Votre livre, n'est-ce pas
un peu cracher dans la soupe ?
Je ne vois pas de quelle soupe vous parlez. J'essaie
de comprendre et d'expliquer la façon dont fonctionnent
vraiment les marchés et de mettre en lumière les
mécanismes profonds auxquels ils obéissent.
Web is dead, isn't it ?
I don't think so. Web is alive and will prosper.
It just needs time.
Que pensez-vous des thèses
de Noam Chomsky sur la propagande assurée par les
médias au service du pouvoir ?
L'indépendance de la presse, que l'on croyait acquise,
reste le grand combat des années qui viennent. Même
aux Etats-Unis, on a vu une grande partie de la
presse prendre fait et cause pour la politique de
Bush en Irak. En Russie, Poutine rogne chaque jour
de plus en plus sur l'indépendance des médias et
impose une censure de fait notamment en ce qui concerne
la Tchétchénie. En France, force est de constater
que de nombreux médias sont aujourd'hui détenus
par des groupes industriels et financiers.

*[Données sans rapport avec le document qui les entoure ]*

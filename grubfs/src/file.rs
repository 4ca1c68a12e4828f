// SPDX-License-Identifier: MIT OR Apache-2.0

//! Open files, as seen by the host and by the driver.
//!
//! Every open file is a [`HostFile`] owning exactly one [`DriverFile`]. The
//! host hands out a pointer to the [`FileProtocolV1`] at the start of the
//! [`HostFile`], and the driver operates on the inner [`DriverFile`].

use crate::disk::Device;
use crate::path::{self, PathError};
use alloc::boxed::Box;
use alloc::collections::TryReserveError;
use alloc::rc::Rc;
use alloc::string::String;
use alloc::vec::Vec;
use core::any::Any;
use core::fmt::{self, Debug, Formatter};
use uefi_raw::protocol::file_system::FileProtocolV1;

/// Driver-side state of an open file.
pub struct DriverFile {
    device: Rc<Device>,
    fs: &'static str,
    size: u64,
    offset: u64,
    data: Option<Box<dyn Any>>,
}

impl DriverFile {
    pub(crate) fn new(device: Rc<Device>, fs: &'static str) -> Self {
        Self {
            device,
            fs,
            size: 0,
            offset: 0,
            data: None,
        }
    }

    /// The device this file lives on.
    #[must_use]
    pub fn device(&self) -> &Device {
        &self.device
    }

    /// Name of the driver this file was created for.
    #[must_use]
    pub const fn fs(&self) -> &'static str {
        self.fs
    }

    /// File size in bytes.
    #[must_use]
    pub const fn size(&self) -> u64 {
        self.size
    }

    /// Sets the file size. Drivers do this when opening a file.
    pub fn set_size(&mut self, size: u64) {
        self.size = size;
    }

    /// Current read position.
    #[must_use]
    pub const fn offset(&self) -> u64 {
        self.offset
    }

    pub(crate) fn set_offset(&mut self, offset: u64) {
        self.offset = offset;
    }

    /// Attaches driver-private state to the file, replacing any previous one.
    pub fn set_data<T: Any>(&mut self, data: T) {
        self.data = Some(Box::new(data));
    }

    /// Driver-private state, if it has type `T`.
    #[must_use]
    pub fn data<T: Any>(&self) -> Option<&T> {
        self.data.as_deref().and_then(|d| d.downcast_ref())
    }

    /// Mutable driver-private state, if it has type `T`.
    #[must_use]
    pub fn data_mut<T: Any>(&mut self) -> Option<&mut T> {
        self.data.as_deref_mut().and_then(|d| d.downcast_mut())
    }

    /// Detaches and drops the driver-private state.
    pub fn clear_data(&mut self) {
        self.data = None;
    }
}

impl Debug for DriverFile {
    fn fmt(&self, f: &mut Formatter<'_>) -> fmt::Result {
        f.debug_struct("DriverFile")
            .field("device", &self.device.disk().name())
            .field("fs", &self.fs)
            .field("size", &self.size)
            .field("offset", &self.offset)
            .field("data", &self.data.is_some())
            .finish()
    }
}

/// Host-side state of an open file.
///
/// The layout is fixed so that a pointer to the protocol, which is the first
/// field, is also a pointer to the whole file. See [`HostFile::from_protocol`].
#[repr(C)]
pub struct HostFile {
    protocol: FileProtocolV1,
    path: String,
    file: DriverFile,
}

impl HostFile {
    /// Allocates a file, or fails without allocating anything.
    pub(crate) fn try_new(
        protocol: FileProtocolV1,
        file: DriverFile,
    ) -> Result<Box<Self>, TryReserveError> {
        try_box(Self {
            protocol,
            path: String::new(),
            file,
        })
    }

    /// Recovers the file from the protocol pointer handed to the host.
    ///
    /// # Safety
    ///
    /// `protocol` must point to the protocol of a live [`HostFile`], such as
    /// one obtained from [`HostFile::protocol_ptr`].
    #[must_use]
    pub unsafe fn from_protocol<'a>(protocol: *mut FileProtocolV1) -> &'a mut Self {
        unsafe { &mut *protocol.cast::<Self>() }
    }

    /// Pointer to the protocol to install for the host.
    #[must_use]
    pub fn protocol_ptr(&mut self) -> *mut FileProtocolV1 {
        &mut self.protocol
    }

    /// The dispatch table of this file.
    #[must_use]
    pub const fn protocol(&self) -> &FileProtocolV1 {
        &self.protocol
    }

    /// Driver path of this file.
    #[must_use]
    pub fn path(&self) -> &str {
        &self.path
    }

    /// Normalizes `path` and stores it as the driver path of this file.
    pub fn set_path(&mut self, path: &str) -> Result<(), PathError> {
        self.path = path::normalize(path)?;
        Ok(())
    }

    /// The driver-side half of this file.
    #[must_use]
    pub const fn driver_file(&self) -> &DriverFile {
        &self.file
    }

    pub(crate) fn driver_file_mut(&mut self) -> &mut DriverFile {
        &mut self.file
    }

    pub(crate) fn path_and_file_mut(&mut self) -> (&str, &mut DriverFile) {
        (&self.path, &mut self.file)
    }

    /// File size as reported by the driver.
    #[must_use]
    pub const fn size(&self) -> u64 {
        self.file.size
    }

    /// Current read position.
    #[must_use]
    pub const fn offset(&self) -> u64 {
        self.file.offset
    }

    /// Moves the read position without any bounds check.
    ///
    /// Reads clamp against the size, so an offset past the end only makes
    /// reads return nothing.
    pub fn set_offset(&mut self, offset: u64) {
        self.file.set_offset(offset);
    }

    /// Moves the read position with the host's seek semantics:
    /// `u64::MAX` means end of file.
    pub fn set_position(&mut self, position: u64) {
        let offset = if position == u64::MAX {
            self.file.size
        } else {
            position
        };
        self.set_offset(offset);
    }

    /// Splits the file into its driver half and its path.
    pub(crate) fn into_parts(self) -> (DriverFile, String) {
        let Self { path, file, .. } = self;
        (file, path)
    }
}

impl Debug for HostFile {
    fn fmt(&self, f: &mut Formatter<'_>) -> fmt::Result {
        f.debug_struct("HostFile")
            .field("path", &self.path)
            .field("file", &self.file)
            .finish_non_exhaustive()
    }
}

/// Copies a dispatch table.
pub(crate) fn copy_protocol(template: &FileProtocolV1) -> FileProtocolV1 {
    FileProtocolV1 {
        revision: template.revision,
        open: template.open,
        close: template.close,
        delete: template.delete,
        read: template.read,
        write: template.write,
        get_position: template.get_position,
        set_position: template.set_position,
        get_info: template.get_info,
        set_info: template.set_info,
        flush: template.flush,
    }
}

/// Moves `value` to the heap, reporting allocation failure instead of
/// aborting.
pub(crate) fn try_box<T>(value: T) -> Result<Box<T>, TryReserveError> {
    let mut slot = Vec::new();
    slot.try_reserve_exact(1)?;
    slot.push(value);
    let raw = Box::into_raw(slot.into_boxed_slice()).cast::<T>();
    // SAFETY: a boxed slice of exactly one `T` has the layout of `T`.
    Ok(unsafe { Box::from_raw(raw) })
}
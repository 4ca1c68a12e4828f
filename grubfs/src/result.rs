// SPDX-License-Identifier: MIT OR Apache-2.0

//! Translation of driver error codes into UEFI status codes.

use grubfs_raw::GrubErr;
use uefi::Status;

/// Return type of driver operations that produce a value.
///
/// The error is never [`GrubErr::NONE`].
pub type GrubResult<T = ()> = core::result::Result<T, GrubErr>;

/// Status reported for driver codes that have no specific translation.
///
/// No named [`GrubErr`] translates to this status, so a host seeing it knows
/// the driver reported something outside of the known set.
pub const UNMAPPED_STATUS: Status = Status::ABORTED;

/// Extension trait which provides the host view of a [`GrubErr`].
pub trait GrubErrExt {
    /// Translates this driver code into a UEFI status.
    ///
    /// [`GrubErr::NONE`] becomes [`Status::SUCCESS`], every other named code
    /// becomes a specific error status and anything else becomes
    /// [`UNMAPPED_STATUS`].
    fn to_status(self) -> Status;

    /// Converts this driver code into a [`uefi::Result`].
    fn to_result(self) -> uefi::Result;
}

impl GrubErrExt for GrubErr {
    fn to_status(self) -> Status {
        match self {
            Self::NONE => Status::SUCCESS,
            Self::TEST_FAILURE => Status::INVALID_PARAMETER,
            Self::BAD_MODULE => Status::LOAD_ERROR,
            Self::OUT_OF_MEMORY => Status::OUT_OF_RESOURCES,
            Self::BAD_FILE_TYPE => Status::NO_MAPPING,
            Self::FILE_NOT_FOUND => Status::NOT_FOUND,
            Self::FILE_READ_ERROR => Status::NO_RESPONSE,
            Self::BAD_FILENAME => Status::INVALID_PARAMETER,
            Self::UNKNOWN_FS => Status::UNSUPPORTED,
            Self::BAD_FS => Status::VOLUME_CORRUPTED,
            Self::BAD_PART_TABLE => Status::VOLUME_CORRUPTED,
            Self::UNKNOWN_DEVICE => Status::NO_MEDIA,
            Self::BAD_DEVICE => Status::DEVICE_ERROR,
            Self::READ_ERROR => Status::DEVICE_ERROR,
            Self::WRITE_ERROR => Status::WRITE_PROTECTED,
            Self::UNKNOWN_COMMAND => Status::UNSUPPORTED,
            Self::INVALID_COMMAND => Status::INVALID_PARAMETER,
            Self::BAD_ARGUMENT => Status::INVALID_PARAMETER,
            Self::BAD_NUMBER => Status::INVALID_PARAMETER,
            Self::UNKNOWN_OS => Status::UNSUPPORTED,
            Self::BAD_OS => Status::UNSUPPORTED,
            Self::NO_KERNEL => Status::NOT_FOUND,
            Self::BAD_FONT => Status::UNSUPPORTED,
            Self::NOT_IMPLEMENTED_YET => Status::UNSUPPORTED,
            Self::SYMLINK_LOOP => Status::INVALID_PARAMETER,
            Self::BAD_COMPRESSED_DATA => Status::CRC_ERROR,
            Self::MENU => Status::NOT_READY,
            Self::TIMEOUT => Status::TIMEOUT,
            Self::IO => Status::DEVICE_ERROR,
            Self::ACCESS_DENIED => Status::ACCESS_DENIED,
            Self::EXTRACTOR => Status::LOAD_ERROR,
            Self::NET_BAD_ADDRESS => Status::INVALID_PARAMETER,
            Self::NET_ROUTE_LOOP => Status::PROTOCOL_ERROR,
            Self::NET_NO_ROUTE => Status::NO_MAPPING,
            Self::NET_NO_ANSWER => Status::NO_RESPONSE,
            Self::NET_NO_CARD => Status::NOT_STARTED,
            Self::WAIT => Status::NOT_READY,
            Self::BUG => Status::DEVICE_ERROR,
            Self::NET_PORT_CLOSED => Status::NO_RESPONSE,
            Self::NET_INVALID_RESPONSE => Status::PROTOCOL_ERROR,
            Self::NET_UNKNOWN_ERROR => Status::PROTOCOL_ERROR,
            Self::NET_PACKET_TOO_BIG => Status::BAD_BUFFER_SIZE,
            Self::NET_NO_DOMAIN => Status::NOT_FOUND,
            Self::EOF => Status::END_OF_FILE,
            Self::BAD_SIGNATURE => Status::SECURITY_VIOLATION,
            _ => UNMAPPED_STATUS,
        }
    }

    #[inline]
    fn to_result(self) -> uefi::Result {
        let status = self.to_status();
        if status.is_success() {
            Ok(())
        } else {
            Err(status.into())
        }
    }
}

/// Converts a driver result into a host result.
///
/// A driver error that claims success is still a failure for the host and
/// becomes [`UNMAPPED_STATUS`].
pub(crate) fn to_uefi<T>(result: GrubResult<T>) -> uefi::Result<T> {
    result.map_err(|err| match err.to_status() {
        status if status.is_success() => UNMAPPED_STATUS.into(),
        status => status.into(),
    })
}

Clearstream perd ses procès
contre le journaliste Denis Robert. C'est une bonne
nouvelle ?
C'est une bonne nouvelle puisque cela prouve que
le travail d'investigation de Denis Robert n'a pas
pu être pris en défaut.
Avez-vous lu "Nos délits
d'initiés" de Guy Birenbaum ? Votre essai est-il
dans la même lignée ?
Si j'ai bien lu Birenbaum, il s'indigne
du fait que les vérités sont cachées à l'opinion
sur un grand nombre de sujets. C'est la même chose
sur les marchés financiers, mais mon livre est davantage
une analyse qu'une dénonciation et je ne désigne
pas de coupables ad hominem.
Fi System, Cyrano, etc...
Pensez-vous que la COB a joué son rôle en acceptant
des sociétés aussi jeunes sur des marchés nouveaux
(pour en pas dire immatures) ?
Probablement oui, même si les procédures
d'introduction au second marché sont moins sévères
que pour le marché officiel. Mais beaucoup d'intermédiaires
avaient intérêt à introduire des sociétés en bourse
et se sont accommodées de dossiers très contestables.
A L'Expansion (ex-groupe
VU), vous avez eu du mal à couvrir l'ère Messier
?
Finalement, pas tant que cela. Je dois dire que
L'Expansion a toujours préservé une certaine prudence
vis-à-vis de Vivendi Universal. Mais je confirme
qu'il n'est pas aisé pour un journal de parler de
son actionnaire principal.
Il y a un an, j'ai acheté
une valeur (Alcatel) que tous les analystes / journalistes
mettaient aux nues. Puis, badaboom, 90% de perte
en quelques jours, bizarre non ?
C'est effectivement bizarre et cela illustre une
constante des marchés financiers, la recherche de
ce que les anglais appellent le "greater fool",
celui qui achète lorsque les "initiés" vendent.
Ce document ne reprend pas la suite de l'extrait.